Neuroprotective Activities of Sertraline, Tiagabine, and Bicifadine with Autophagy-Inducing Potentials in a 6-Hydroxidopamine-Treated Parkinson’s Disease Cell Model

Abstract

Parkinson’s disease (PD) is one of neurodegenerative diseases characterized by the progressive loss of dopaminergic neurons in the substantia nigra. The development of a neuroprotective therapy is crucial for mitigating features and progression of PD. Since autophagy induction has recently emerged as a promising neuroprotective strategy, this study aimed to identify autophagy-inducing compounds and evaluate their neuroprotective activity. Among 3,200 compounds consisting of FDA-approved drugs or are under active development, 547 compounds targeting neurological diseases were filtered in, and three compounds (sertraline, tiagabine and bicifadine) were finally identified to exhibit the autophagy-inducing activity and also demonstrated the autophagy-dependent neuroprotective action by inhibiting the mammalian target of rapamycin (mTOR) in 6-hydroxydopamine (6-OHDA)-induced neurotoxicity in PC12 cells.
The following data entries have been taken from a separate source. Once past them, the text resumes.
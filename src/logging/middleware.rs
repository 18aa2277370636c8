use axum::{extract::Request, middleware::Next, response::Response};
use std::time::Instant;
use tower_http::request_id::{
    MakeRequestUuid, PropagateRequestIdLayer, RequestId, SetRequestIdLayer,
};

/// Log every request with its id, outcome, and duration.
pub async fn log_request(request: Request, next: Next) -> Response {
    let start = Instant::now();
    let method = request.method().clone();
    let uri = request.uri().clone();

    let req_id: String = request
        .extensions()
        .get::<RequestId>()
        .and_then(|id| id.header_value().to_str().ok())
        .unwrap_or("unknown")
        .to_string();

    tracing::info!(
        request_id = %req_id,
        method = %method,
        uri = %uri,
        "incoming request"
    );

    let response = next.run(request).await;

    let duration = start.elapsed();
    let status = response.status();

    if status.is_server_error() {
        tracing::error!(
            request_id = %req_id,
            method = %method,
            uri = %uri,
            status = %status,
            duration_ms = %duration.as_millis(),
            "request completed with error"
        );
    } else if status.is_client_error() {
        tracing::warn!(
            request_id = %req_id,
            method = %method,
            uri = %uri,
            status = %status,
            duration_ms = %duration.as_millis(),
            "request completed with client error"
        );
    } else {
        tracing::info!(
            request_id = %req_id,
            method = %method,
            uri = %uri,
            status = %status,
            duration_ms = %duration.as_millis(),
            "request completed successfully"
        );
    }

    response
}

pub fn request_id_layer() -> SetRequestIdLayer<MakeRequestUuid> {
    SetRequestIdLayer::x_request_id(MakeRequestUuid)
}

pub fn propagate_request_id_layer() -> PropagateRequestIdLayer {
    PropagateRequestIdLayer::x_request_id()
}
Furthermore, the analysis of neurochemical changes suggested that the ability of those compounds to restore the quantity of cellular neurotransmitters such as betaine, 5-hydroxyindoleacetic acid and kynurenine might be linked to their neuroprotective function. In conclusion, compounds like sertraline, tiagabine, and bicifadine that have the ability to induce autophagy and inhibit mTOR might be repurposed as PD treatment to protect the neuronal cells.